▸ **Problem details**: Count how many lines in this material contain "DbErr". The answer is that number alone.

======== Data section

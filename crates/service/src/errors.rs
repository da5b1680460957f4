use models::errors::ModelError;
use sea_orm::DbErr;
use thiserror::Error;

#[derive(Debug, Error)]
pub enum ServiceError {
    #[error("validation error: {0}")]
    Validation(String),
    #[error("not found: {0}")]
    NotFound(String),
    #[error("duplicate: {0}")]
    Conflict(String),
    #[error("database error: {0}")]
    Db(String),
}

impl ServiceError {
    pub fn not_found(entity: &str) -> Self { Self::NotFound(format!("{} not found", entity)) }

    pub fn validation(msg: impl Into<String>) -> Self { Self::Validation(msg.into()) }
}

impl From<ModelError> for ServiceError {
    fn from(e: ModelError) -> Self {
        match e {
            ModelError::Validation(m) => Self::Validation(m),
            ModelError::NotFound(m) => Self::NotFound(m),
            ModelError::Conflict(m) => Self::Conflict(m),
            ModelError::Db(m) => Self::Db(m),
        }
    }
}

impl From<DbErr> for ServiceError {
    fn from(e: DbErr) -> Self { ModelError::from(e).into() }
}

================

▸ **Result of this exercise**: 3